Concentrations of noble gases tell the travel time of an asteroid

Collisional fragments from asteroids in space are constantly being hit by cosmic radiation. This creates noble gases from nuclear reactions. These gases do not enter into any further chemical reactions. Therefore, during the entire duration of the radiation, i.e. the travel time of the fragment in space, they accumulate in the fragment. After measuring the concentration of these socalled cosmogenic inert gases, the travel time from original body to Earth can be calculated. The higher the concentration, the longer the meteorite was underway.

Fossil meteorites: participants in a catastrophe

The researchers used meteorites for their tests that are assumed to be the results of a huge asteroid collision in the recent history of the solar system. These meteorites were found in a stone quarry in southern Sweden in a 480 million year old seabed deposit. What is astonishing is that the fragments still show the traces of the inert gases absorbed more than 500 million years ago.

"Tom Dooley" allows measurement of very small amounts of gas

The Noble Gas Laboratory at ETH Zurich has a highly sensitive mass spectrometer, nicknamed "Tom Dooley", that is specialized for the measurement of extremely small amounts of gas. This instrument, developed at ETH, condenses the test gas into a tiny volume in order to raise the concentration to the point that even rare gases, such as the helium or neon in a single dust particle, can be measured. The sensitivity of this instrument is more than a hundred times higher than conventional mass spectrometers. The device is unique, world wide. Using this instrument, the young researcher Philipp Reza Heck found a method for measuring a very small amount of cosmic inert gas. To do this, just a few micrograms of lightweight meteorite sample is melted with an infrared laser and the gas is then set free and cleaned. Heck then measures the isotopes of the elements helium and neon with "Tom Dooley" spectrometer.
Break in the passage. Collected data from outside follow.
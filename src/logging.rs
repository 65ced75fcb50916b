//! # Logging Support
//!
//! Callback-based logging for meter communication. The library never prints
//! on its own; attach a [`CallbackLogger`] to route log lines wherever the
//! application wants them, or use [`CallbackLogger::console`] for quick
//! timestamped stderr-style output.
//!
//! ## Usage
//!
//! ```rust
//! use kamstrup_kmp::logging::{CallbackLogger, LogLevel, LoggingMode};
//!
//! // Simple console logger
//! let logger = CallbackLogger::console(LogLevel::Debug, LoggingMode::Both);
//!
//! // Custom callback
//! let custom = CallbackLogger::new(
//!     |level, message| println!("[{level:?}] {message}"),
//!     LogLevel::Info,
//!     LoggingMode::Interpreted,
//! );
//! ```

use std::fmt;
use std::sync::Arc;

use crate::command::Command;
use crate::frame::Frame;

/// Log severity, most to least severe.
#[derive(Debug, Clone, Copy, PartialEq, Eq, PartialOrd, Ord)]
pub enum LogLevel {
    Error = 0,
    Warn = 1,
    Info = 2,
    Debug = 3,
}

impl fmt::Display for LogLevel {
    fn fmt(&self, f: &mut fmt::Formatter<'_>) -> fmt::Result {
        let s = match self {
            LogLevel::Error => "ERROR",
            LogLevel::Warn => "WARN",
            LogLevel::Info => "INFO",
            LogLevel::Debug => "DEBUG",
        };
        write!(f, "{s}")
    }
}

/// What gets logged for each exchange.
#[derive(Debug, Clone, Copy, PartialEq, Eq)]
pub enum LoggingMode {
    /// Raw hex packets only.
    Raw,
    /// Interpreted frames only (command names, register counts).
    Interpreted,
    /// Both raw packets and interpreted frames.
    Both,
}

/// Log callback signature: severity plus a formatted message.
pub type LogCallback = Arc<dyn Fn(LogLevel, &str) + Send + Sync>;

/// Logger that forwards formatted messages to a user callback.
#[derive(Clone)]
pub struct CallbackLogger {
    callback: Option<LogCallback>,
    min_level: LogLevel,
    mode: LoggingMode,
}

impl CallbackLogger {
    /// Create a logger with a custom callback.
    pub fn new<F>(callback: F, min_level: LogLevel, mode: LoggingMode) -> Self
    where
        F: Fn(LogLevel, &str) + Send + Sync + 'static,
    {
        Self {
            callback: Some(Arc::new(callback)),
            min_level,
            mode,
        }
    }

    /// Create a logger that prints timestamped lines to stdout.
    pub fn console(min_level: LogLevel, mode: LoggingMode) -> Self {
        Self::new(
            |level, message| {
                let timestamp = chrono::Local::now().format("%H:%M:%S%.3f");
                println!("[{timestamp}] [{level}] {message}");
            },
            min_level,
            mode,
        )
    }

    /// Create a logger that drops everything.
    pub fn disabled() -> Self {
        Self {
            callback: None,
            min_level: LogLevel::Error,
            mode: LoggingMode::Interpreted,
        }
    }

    fn should_log(&self, level: LogLevel) -> bool {
        self.callback.is_some() && level as u8 <= self.min_level as u8
    }

    /// Log a message at the given level.
    pub fn log(&self, level: LogLevel, message: &str) {
        if self.should_log(level) {
            if let Some(callback) = &self.callback {
                callback(level, message);
            }
        }
    }

    pub fn error(&self, message: &str) {
        self.log(LogLevel::Error, message);
    }

    pub fn warn(&self, message: &str) {
        self.log(LogLevel::Warn, message);
    }

    pub fn info(&self, message: &str) {
        self.log(LogLevel::Info, message);
    }

    pub fn debug(&self, message: &str) {
        self.log(LogLevel::Debug, message);
    }

    /// Log a raw packet dump if the mode asks for it.
    pub fn log_packet(&self, direction: &str, data: &[u8]) {
        if !matches!(self.mode, LoggingMode::Raw | LoggingMode::Both) {
            return;
        }
        let hex = hex::encode_upper(data);
        self.debug(&format!("{direction} packet ({} bytes): {hex}", data.len()));
    }

    /// Log an outgoing request frame in interpreted form.
    pub fn log_request(&self, frame: &Frame) {
        if matches!(self.mode, LoggingMode::Raw | LoggingMode::Both) {
            self.log_packet("TX", &frame.encode());
        }
        if !matches!(self.mode, LoggingMode::Interpreted | LoggingMode::Both) {
            return;
        }

        let command = describe_command(frame.command);
        let detail = match Command::from_u8(frame.command) {
            Ok(Command::GetRegister) if !frame.data.is_empty() => {
                format!(", {} register(s)", frame.data[0])
            }
            _ if !frame.data.is_empty() => {
                format!(", data {}", hex::encode_upper(&frame.data))
            }
            _ => String::new(),
        };
        self.info(&format!(
            "request to 0x{:02X}: {command}{detail}",
            frame.address
        ));
    }

    /// Log an incoming reply frame in interpreted form.
    pub fn log_response(&self, frame: &Frame) {
        if !matches!(self.mode, LoggingMode::Interpreted | LoggingMode::Both) {
            return;
        }

        if frame.is_ack() {
            self.info("reply: acknowledged");
            return;
        }

        let command = describe_command(frame.command);
        self.info(&format!(
            "reply from 0x{:02X}: {command}, {} data byte(s)",
            frame.address,
            frame.data.len()
        ));
    }
}

impl fmt::Debug for CallbackLogger {
    fn fmt(&self, f: &mut fmt::Formatter<'_>) -> fmt::Result {
        f.debug_struct("CallbackLogger")
            .field("enabled", &self.callback.is_some())
            .field("min_level", &self.min_level)
            .field("mode", &self.mode)
            .finish()
    }
}

fn describe_command(code: u8) -> String {
    match Command::from_u8(code) {
        Ok(command) => command.to_string(),
        Err(_) => format!("Unknown (0x{code:02X})"),
    }
}

#[cfg(test)]
mod tests {
    use super::*;
    use std::sync::Mutex;

    fn capture_logger(min_level: LogLevel, mode: LoggingMode) -> (CallbackLogger, Arc<Mutex<Vec<(LogLevel, String)>>>) {
        let lines: Arc<Mutex<Vec<(LogLevel, String)>>> = Arc::new(Mutex::new(Vec::new()));
        let sink = Arc::clone(&lines);
        let logger = CallbackLogger::new(
            move |level, message| {
                sink.lock().unwrap().push((level, message.to_string()));
            },
            min_level,
            mode,
        );
        (logger, lines)
    }

    #[test]
    fn test_level_filtering() {
        let (logger, lines) = capture_logger(LogLevel::Warn, LoggingMode::Both);
        logger.error("boom");
        logger.warn("careful");
        logger.info("ignored");
        logger.debug("ignored too");

        let lines = lines.lock().unwrap();
        assert_eq!(lines.len(), 2);
        assert_eq!(lines[0].0, LogLevel::Error);
        assert_eq!(lines[1].0, LogLevel::Warn);
    }

    #[test]
    fn test_disabled_logger_is_silent() {
        let logger = CallbackLogger::disabled();
        logger.error("nobody hears this");
        logger.log_packet("TX", &[0x80, 0x0D]);
    }

    #[test]
    fn test_interpreted_request_logging() {
        let (logger, lines) = capture_logger(LogLevel::Debug, LoggingMode::Interpreted);
        let frame = Frame::request(0x3F, Command::GetRegister, vec![0x01, 0x00, 0x3C]);
        logger.log_request(&frame);

        let lines = lines.lock().unwrap();
        assert_eq!(lines.len(), 1);
        assert!(lines[0].1.contains("Get Register"));
        // The logger renders commands exactly as Display does.
        assert!(lines[0].1.contains(&Command::GetRegister.to_string()));
        assert!(lines[0].1.contains("1 register(s)"));
    }

    #[test]
    fn test_raw_mode_skips_interpretation() {
        let (logger, lines) = capture_logger(LogLevel::Debug, LoggingMode::Raw);
        let frame = Frame::request(0x3F, Command::GetType, vec![]);
        logger.log_request(&frame);
        logger.log_response(&Frame::ack());

        let lines = lines.lock().unwrap();
        assert_eq!(lines.len(), 1);
        assert!(lines[0].1.contains("TX packet"));
    }
}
Confirmation of the shorter travel time

With the new method, it could be proven for the first time that the noble gases in the meteorites in southern Sweden were already on in the meteorites 480 million years ago. The calculated travel time was reduced to a few hundred thousand years, which corresponds to the lower limits predicted by the computer simulations. These were the first fragments to arrive on Earth after a great collision. The short radiation age is a clue that the collision took place in the proximity of an orbital resonance in the Asteroid Belt. In addition, it could be proven that the fossil meteorites from southern Sweden all stem from the same event. The newly developed method from the Institute for Isotope Geology makes it possible to confirm the theories about the behaviour of asteroid fragments in space. This will make it significantly easier for researchers to predict future collisions with our planet.